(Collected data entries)
------------

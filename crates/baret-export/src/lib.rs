// SPDX-License-Identifier: Apache-2.0
#![forbid(unsafe_code)]
//! Downloadable report rendering for risk assessments.
//!
//! Two renderers over the same row set: a spreadsheet (`sheet`) and a
//! paginated document (`document`). Neither reads the wall clock; the
//! caller passes the instant stamped into filenames and titles.

pub mod document;
pub mod sheet;

pub use document::render_assessment_document;
pub use sheet::render_assessment_sheet;

pub const CRATE_NAME: &str = "baret-export";

pub const XLSX_CONTENT_TYPE: &str =
    "application/vnd.openxmlformats-officedocument.spreadsheetml.sheet";
pub const PDF_CONTENT_TYPE: &str = "application/pdf";

/// A fully rendered download: bytes plus the headers the transport needs.
#[derive(Debug, Clone)]
pub struct ExportArtifact {
    pub filename: String,
    pub content_type: &'static str,
    pub bytes: Vec<u8>,
}

impl ExportArtifact {
    #[must_use]
    pub fn len(&self) -> usize {
        self.bytes.len()
    }

    #[must_use]
    pub fn is_empty(&self) -> bool {
        self.bytes.is_empty()
    }
}

/// Rendering failure surfaced by either backend.
#[derive(Debug)]
pub struct ExportError(pub String);

impl std::fmt::Display for ExportError {
    fn fmt(&self, f: &mut std::fmt::Formatter<'_>) -> std::fmt::Result {
        write!(f, "export error: {}", self.0)
    }
}

impl std::error::Error for ExportError {}

impl From<rust_xlsxwriter::XlsxError> for ExportError {
    fn from(err: rust_xlsxwriter::XlsxError) -> Self {
        ExportError(err.to_string())
    }
}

------------

→ **Work instruction**: Copy out the entries exactly. Begin at the first line and end with the line that has "filenames and titles.".

→ **Task response**:
filename crates/baret-export/src/lib.rs
// SPDX-License-Identifier: Apache-2.0
#![forbid(unsafe_code)]
//! Downloadable report rendering for risk assessments.
//!
//! Two renderers over the same row set: a spreadsheet (`sheet`) and a
//! paginated document (`document`). Neither reads the wall clock; the
//! caller passes the instant stamped into filenames and titles.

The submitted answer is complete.